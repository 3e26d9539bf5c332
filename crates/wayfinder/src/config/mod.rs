use std::time::Duration;

use wayfinder_places::{PlaceField, ProviderConfig};

use crate::error::WayfinderError;

const MAX_REGION_CODES: usize = 5;

/// Configuration for a search session.
///
/// Use [`SessionConfigBuilder`] to create one with validation.
///
/// # Examples
///
/// ```rust
/// use std::time::Duration;
///
/// use wayfinder::SessionConfig;
///
/// let config = SessionConfig::builder()
///     .debounce(Duration::from_millis(200))
///     .region("nz")
///     .build()?;
/// assert_eq!(config.provider.region_codes, ["NZ"]);
/// # Ok::<(), wayfinder::error::WayfinderError>(())
/// ```
#[derive(Debug, Clone, PartialEq)]
pub struct SessionConfig {
    /// Quiet period before a typed query is committed
    pub debounce: Duration,
    /// Upper bound on a single provider call; `None` waits forever
    pub request_timeout: Option<Duration>,
    /// Abort the task of a superseded request (its result is discarded either way)
    pub cancel_superseded_requests: bool,
    /// Region filter and place fields sent with every request
    pub provider: ProviderConfig,
    /// Error shown when resolving a selected place fails
    pub details_error_message: String,
}

impl SessionConfig {
    pub fn builder() -> SessionConfigBuilder {
        SessionConfigBuilder::default()
    }
}

impl Default for SessionConfig {
    fn default() -> Self {
        Self {
            debounce: Duration::from_millis(300),
            request_timeout: Some(Duration::from_secs(10)),
            cancel_superseded_requests: true,
            provider: ProviderConfig::default(),
            details_error_message: "Failed to fetch details".to_string(),
        }
    }
}

/// Builder for creating session configurations with ergonomic defaults
#[derive(Debug, Clone, Default)]
pub struct SessionConfigBuilder {
    config: SessionConfig,
}

impl SessionConfigBuilder {
    /// Create a new builder with sensible defaults
    pub fn new() -> Self {
        Self {
            config: SessionConfig::default(),
        }
    }

    /// Short debounce and timeout, for fast typists on good connections
    pub fn responsive() -> Self {
        Self::new()
            .debounce(Duration::from_millis(150))
            .request_timeout(Duration::from_secs(5))
    }

    /// Long debounce and timeout, for slow or metered connections
    pub fn patient() -> Self {
        Self::new()
            .debounce(Duration::from_millis(500))
            .request_timeout(Duration::from_secs(30))
    }

    /// Commit every edit as soon as it arrives
    pub fn immediate() -> Self {
        Self::new().debounce(Duration::ZERO)
    }

    pub fn debounce(mut self, quiet_period: Duration) -> Self {
        self.config.debounce = quiet_period;
        self
    }

    pub fn request_timeout(mut self, timeout: Duration) -> Self {
        self.config.request_timeout = Some(timeout);
        self
    }

    /// Let provider calls run for as long as they take.
    pub fn without_timeout(mut self) -> Self {
        self.config.request_timeout = None;
        self
    }

    /// Restrict predictions to a single region (ISO 3166-1 alpha-2).
    pub fn region(mut self, code: impl Into<String>) -> Self {
        self.config.provider.region_codes = vec![code.into()];
        self
    }

    /// Restrict predictions to several regions.
    pub fn regions<I, S>(mut self, codes: I) -> Self
    where
        I: IntoIterator<Item = S>,
        S: Into<String>,
    {
        self.config.provider.region_codes = codes.into_iter().map(Into::into).collect();
        self
    }

    /// Search without a region filter.
    pub fn worldwide(mut self) -> Self {
        self.config.provider.region_codes.clear();
        self
    }

    pub fn place_fields(mut self, fields: impl IntoIterator<Item = PlaceField>) -> Self {
        self.config.provider.place_fields = fields.into_iter().collect();
        self
    }

    pub fn cancel_superseded_requests(mut self, enabled: bool) -> Self {
        self.config.cancel_superseded_requests = enabled;
        self
    }

    pub fn details_error_message(mut self, message: impl Into<String>) -> Self {
        self.config.details_error_message = message.into();
        self
    }

    /// Validate and build the final configuration
    pub fn build(mut self) -> Result<SessionConfig, WayfinderError> {
        let regions = &mut self.config.provider.region_codes;
        if regions.len() > MAX_REGION_CODES {
            return Err(WayfinderError::ConfigError(format!(
                "At most {MAX_REGION_CODES} region codes are supported, got {}",
                regions.len()
            )));
        }
        for code in regions.iter_mut() {
            if code.len() != 2 || !code.chars().all(|c| c.is_ascii_alphabetic()) {
                return Err(WayfinderError::ConfigError(format!(
                    "Region code must be two letters, got {code:?}"
                )));
            }
            code.make_ascii_uppercase();
        }

        if !self.config.provider.place_fields.contains(&PlaceField::Id) {
            return Err(WayfinderError::ConfigError(
                "Place fields must include the place id".to_string(),
            ));
        }
        if self.config.request_timeout.is_some_and(|t| t.is_zero()) {
            return Err(WayfinderError::ConfigError(
                "Request timeout must be non-zero; use without_timeout() to disable it"
                    .to_string(),
            ));
        }
        Ok(self.config)
    }
}

#[cfg(test)]
mod tests {
    use super::*;

    #[test]
    fn test_default_builder() {
        let config = SessionConfigBuilder::new().build().unwrap();
        assert_eq!(config.debounce, Duration::from_millis(300));
        assert_eq!(config.request_timeout, Some(Duration::from_secs(10)));
        assert!(config.cancel_superseded_requests);
        assert_eq!(config.provider.region_codes, ["AU"]);
        assert_eq!(config.provider.place_fields, PlaceField::DEFAULT);
        assert_eq!(config.details_error_message, "Failed to fetch details");
    }

    #[test]
    fn test_presets() {
        let responsive = SessionConfigBuilder::responsive().build().unwrap();
        assert_eq!(responsive.debounce, Duration::from_millis(150));
        assert_eq!(responsive.request_timeout, Some(Duration::from_secs(5)));

        let patient = SessionConfigBuilder::patient().build().unwrap();
        assert_eq!(patient.debounce, Duration::from_millis(500));
        assert_eq!(patient.request_timeout, Some(Duration::from_secs(30)));

        let immediate = SessionConfigBuilder::immediate().build().unwrap();
        assert!(immediate.debounce.is_zero());
    }

    #[test]
    fn test_override_presets() {
        let config = SessionConfigBuilder::patient()
            .debounce(Duration::from_millis(50))
            .without_timeout()
            .build()
            .unwrap();
        assert_eq!(config.debounce, Duration::from_millis(50));
        assert_eq!(config.request_timeout, None);
    }

    #[test]
    fn test_region_codes_are_normalised() {
        let config = SessionConfigBuilder::new()
            .regions(["au", "Nz"])
            .build()
            .unwrap();
        assert_eq!(config.provider.region_codes, ["AU", "NZ"]);

        let worldwide = SessionConfigBuilder::new().worldwide().build().unwrap();
        assert!(worldwide.provider.region_codes.is_empty());
    }

    #[test]
    fn test_region_validation() {
        assert!(SessionConfigBuilder::new().region("AUS").build().is_err());
        assert!(SessionConfigBuilder::new().region("A1").build().is_err());
        assert!(
            SessionConfigBuilder::new()
                .regions(["AU", "NZ", "US", "GB", "FR", "DE"])
                .build()
                .is_err()
        );
    }

    #[test]
    fn test_place_fields_must_include_id() {
        let result = SessionConfigBuilder::new()
            .place_fields([PlaceField::DisplayName, PlaceField::Location])
            .build();
        assert!(matches!(result, Err(WayfinderError::ConfigError(_))));
    }

    #[test]
    fn test_zero_timeout_rejected() {
        let result = SessionConfigBuilder::new()
            .request_timeout(Duration::ZERO)
            .build();
        assert!(result.is_err());
    }
}
//! Wayfinder - Debounced, race-free place search
//!
//! Wayfinder turns a rapidly changing search box into two stable outputs: a
//! ranked list of place predictions and a single resolved place with
//! coordinates. It handles typing speed, latency variance and out-of-order
//! responses so the UI only ever renders the answer to the newest question.
//!
//! # Quick Start
//!
//! ```rust
//! use wayfinder::{SearchSession, SessionConfig};
//!
//! # tokio::runtime::Runtime::new().unwrap().block_on(async {
//! // A session over the embedded Melbourne dataset
//! let session = SearchSession::new_embedded(SessionConfig::default())?;
//! let mut state = session.subscribe_state();
//!
//! // Feed every keystroke; only the final text is sent once typing pauses
//! for text in ["F", "Fl", "Fli", "Flin"] {
//!     session.on_query_changed(text)?;
//! }
//!
//! let state = state.wait_for(|s| !s.predictions.is_empty()).await.unwrap();
//! for prediction in &state.predictions {
//!     println!("{} ({:?})", prediction.full_text(), prediction.category());
//! }
//! # Ok::<(), wayfinder::error::WayfinderError>(())
//! # }).unwrap();
//! ```
//!
//! # Pipeline
//!
//! - **Debouncer**: commits a query after a quiet period (300 ms by default);
//!   blank input is committed at once so results clear without delay
//! - **Orchestrator**: owns the [`SearchState`] and the selected [`Place`],
//!   tagging every request with a [`RequestToken`] so stale responses are
//!   dropped no matter when they arrive
//! - **Provider**: any [`places::PlaceProvider`]; the session is given one at
//!   construction time
use once_cell::sync::OnceCell;
use tracing::level_filters::LevelFilter;
use tracing_subscriber::{EnvFilter, fmt::format::FmtSpan};

mod config;
mod core;
pub mod error;
mod search;

pub use crate::core::SearchSession;

pub use config::{SessionConfig, SessionConfigBuilder};
pub use search::{
    CommittedQuery, Debouncer, Phase, RequestToken, SearchOrchestrator, SearchState,
    SelectionSource,
};
pub use wayfinder_places as places;
pub use wayfinder_places::{LatLng, Place, PlaceCategory, Prediction};

static LOGGER_INIT: OnceCell<()> = OnceCell::new();

/// Initialize logging for the Wayfinder library.
///
/// This sets up structured logging with configurable levels and filtering.
/// Call this once at the start of your application; later calls are no-ops.
/// `RUST_LOG` takes precedence over `level` when set.
///
/// # Examples
///
/// ```rust
/// use tracing::Level;
/// use wayfinder::init_logging;
///
/// init_logging(Level::INFO)?;
/// # Ok::<(), wayfinder::error::WayfinderError>(())
/// ```
pub fn init_logging(level: impl Into<LevelFilter>) -> Result<&'static (), error::WayfinderError> {
    LOGGER_INIT.get_or_try_init(|| {
        let filter = EnvFilter::try_from_default_env()
            .or_else(|_| EnvFilter::try_new(level.into().to_string()))?;

        // A global subscriber installed by the host app takes precedence.
        if let Err(err) = tracing_subscriber::fmt::fmt()
            .with_env_filter(filter)
            .with_span_events(FmtSpan::CLOSE)
            .try_init()
        {
            tracing::debug!(error = %err, "Global subscriber already set, keeping it");
        }
        Ok(())
    })
}

#[cfg(test)]
mod tests {
    use super::*;

    #[test]
    fn test_init_logging_is_idempotent() {
        assert!(init_logging(tracing::Level::WARN).is_ok());
        assert!(init_logging(tracing::Level::DEBUG).is_ok());
    }

    #[test]
    fn test_default_config_matches_builder() {
        assert_eq!(
            SessionConfig::default(),
            SessionConfigBuilder::new().build().unwrap()
        );
    }
}
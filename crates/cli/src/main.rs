// SPDX-License-Identifier: MIT
// Copyright (c) 2026 Alfred Jean LLC

//! Fasttrap CLI entry point.

use clap::{CommandFactory, Parser};
use tracing_subscriber::{EnvFilter, fmt};

use fasttrap::cli::{Cli, Command};
use fasttrap::env::names;
use fasttrap::error::ExitCode;

mod cmd_report;

fn init_logging() {
    let filter =
        EnvFilter::try_from_env(names::FASTTRAP_LOG).unwrap_or_else(|_| EnvFilter::new("off"));

    fmt()
        .with_env_filter(filter)
        .with_writer(std::io::stderr)
        .with_target(false)
        .init();
}

fn main() {
    init_logging();

    let exit_code = match run() {
        Ok(code) => code,
        Err(e) => {
            eprintln!("fasttrap: {}", e);
            match e.downcast_ref::<fasttrap::Error>() {
                Some(err) => ExitCode::from(err),
                None => ExitCode::InternalError,
            }
        }
    };

    std::process::exit(exit_code as i32);
}

fn run() -> anyhow::Result<ExitCode> {
    let cli = Cli::parse();

    match &cli.command {
        None => {
            // Show help for bare invocation
            Cli::command().print_help()?;
            println!();
            Ok(ExitCode::Success)
        }
        Some(Command::Report(args)) => {
            cmd_report::run(&cli, args)?;
            Ok(ExitCode::Success)
        }
        Some(Command::Completions { shell }) => {
            fasttrap::completions::write_script(*shell, &mut std::io::stdout());
            Ok(ExitCode::Success)
        }
    }
}
// SPDX-License-Identifier: MIT
// Copyright (c) 2026 Alfred Jean LLC

//! Text output for the fast-test report.
//!
//! ```text
//!
//!
//! These tests are fast enough: (<500ms)...
//!  1. 480ms to run db::tests::migrates
//!  2. 120ms to run db::tests::connects
//! ...and there is 1 more above your threshold hidden from view
//! ```

use std::io::Write;

use termcolor::WriteColor;

use super::{FastReport, FastTest};
use crate::color::scheme;

/// Writes a [`FastReport`] as header, body, and footer.
pub struct TextFormatter<'a, W: WriteColor> {
    out: &'a mut W,
}

impl<'a, W: WriteColor> TextFormatter<'a, W> {
    pub fn new(out: &'a mut W) -> Self {
        Self { out }
    }

    /// Write the full report: header, body, footer, in that order.
    pub fn write_report(&mut self, report: &FastReport) -> std::io::Result<()> {
        self.write_header(report.threshold)?;
        self.write_body(&report.shown)?;
        self.write_footer(report.hidden)?;
        self.out.flush()
    }

    /// Announce the threshold, separated from runner output by two blank lines.
    pub fn write_header(&mut self, threshold: u64) -> std::io::Result<()> {
        writeln!(self.out)?;
        writeln!(self.out)?;
        self.out.set_color(&scheme::header())?;
        write!(self.out, "These tests are fast enough: (<{}ms)...", threshold)?;
        self.out.reset()?;
        writeln!(self.out)
    }

    /// One line per entry with a 1-based ordinal.
    pub fn write_body(&mut self, entries: &[FastTest]) -> std::io::Result<()> {
        for (i, entry) in entries.iter().enumerate() {
            write!(self.out, " {}. ", i + 1)?;
            self.out.set_color(&scheme::duration())?;
            write!(self.out, "{}ms", entry.millis)?;
            self.out.reset()?;
            write!(self.out, " to run ")?;
            self.out.set_color(&scheme::label())?;
            write!(self.out, "{}", entry.label)?;
            self.out.reset()?;
            writeln!(self.out)?;
        }
        Ok(())
    }

    /// Mention fast tests cut off by the report length, if any.
    pub fn write_footer(&mut self, hidden: usize) -> std::io::Result<()> {
        if hidden == 0 {
            return Ok(());
        }
        let verb = if hidden == 1 { "is" } else { "are" };
        self.out.set_color(&scheme::footer())?;
        write!(
            self.out,
            "...and there {} {} more above your threshold hidden from view",
            verb, hidden
        )?;
        self.out.reset()?;
        writeln!(self.out)
    }
}

#[cfg(test)]
#[path = "text_tests.rs"]
mod tests;
// SPDX-License-Identifier: MIT
// Copyright (c) 2026 Alfred Jean LLC

//! Per-test fast-threshold overrides.
//!
//! The tracker asks a [`ThresholdOverrides`] for each finished test. A
//! declared value replaces the global threshold for that test only.

use std::collections::{BTreeMap, HashMap};

use crate::duration::parse_millis;
use crate::tracker::TestCase;

/// Annotation tag carrying a per-test threshold.
pub const FAST_THRESHOLD_TAG: &str = "fastThreshold";

/// Source of per-test threshold declarations.
pub trait ThresholdOverrides {
    /// Declared threshold in milliseconds for `test`, if any.
    fn fast_threshold(&self, test: &TestCase) -> Option<u64>;

    /// Consult `self` first, then `fallback`.
    fn or<B>(self, fallback: B) -> Chain<Self, B>
    where
        Self: Sized,
        B: ThresholdOverrides,
    {
        Chain {
            first: self,
            second: fallback,
        }
    }
}

/// Reads the `fastThreshold` annotation attached to the test itself.
#[derive(Debug, Clone, Copy, Default)]
pub struct AnnotationOverrides;

impl ThresholdOverrides for AnnotationOverrides {
    fn fast_threshold(&self, test: &TestCase) -> Option<u64> {
        let declared = test.annotations.first(FAST_THRESHOLD_TAG)?;
        match parse_millis(declared) {
            Ok(ms) => Some(ms),
            Err(e) => {
                tracing::warn!(
                    "ignoring {} annotation on {}: {}",
                    FAST_THRESHOLD_TAG,
                    test.label(),
                    e
                );
                None
            }
        }
    }
}

/// Never overrides; every test uses the global threshold.
#[derive(Debug, Clone, Copy, Default)]
pub struct NoOverrides;

impl ThresholdOverrides for NoOverrides {
    fn fast_threshold(&self, _test: &TestCase) -> Option<u64> {
        None
    }
}

/// Thresholds declared out of band, keyed by test label.
#[derive(Debug, Clone, Default, PartialEq, Eq)]
pub struct OverrideTable {
    declared: HashMap<String, Vec<u64>>,
}

impl OverrideTable {
    pub fn new() -> Self {
        Self::default()
    }

    /// Declare a threshold for `label`. Earlier declarations take precedence.
    pub fn declare(&mut self, label: impl Into<String>, millis: u64) {
        self.declared.entry(label.into()).or_default().push(millis);
    }

    pub fn len(&self) -> usize {
        self.declared.len()
    }

    pub fn is_empty(&self) -> bool {
        self.declared.is_empty()
    }
}

impl From<BTreeMap<String, Vec<u64>>> for OverrideTable {
    fn from(thresholds: BTreeMap<String, Vec<u64>>) -> Self {
        Self {
            declared: thresholds.into_iter().collect(),
        }
    }
}

impl ThresholdOverrides for OverrideTable {
    fn fast_threshold(&self, test: &TestCase) -> Option<u64> {
        self.declared.get(&test.label())?.first().copied()
    }
}

impl<F> ThresholdOverrides for F
where
    F: Fn(&TestCase) -> Option<u64>,
{
    fn fast_threshold(&self, test: &TestCase) -> Option<u64> {
        self(test)
    }
}

/// Two override sources; the first one that declares a value wins.
#[derive(Debug, Clone, Default)]
pub struct Chain<A, B> {
    first: A,
    second: B,
}

impl<A, B> ThresholdOverrides for Chain<A, B>
where
    A: ThresholdOverrides,
    B: ThresholdOverrides,
{
    fn fast_threshold(&self, test: &TestCase) -> Option<u64> {
        self.first
            .fast_threshold(test)
            .or_else(|| self.second.fast_threshold(test))
    }
}

#[cfg(test)]
#[path = "overrides_tests.rs"]
mod tests;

══════

• _TASK ITEM_
Reproduce each line of the data containing the word "static".

• _RESULT OF THIS EXERCISE_
static LOGGER_INIT: OnceCell<()> = OnceCell::new();
pub fn init_logging(level: impl Into<LevelFilter>) -> Result<&'static (), error::WayfinderError> {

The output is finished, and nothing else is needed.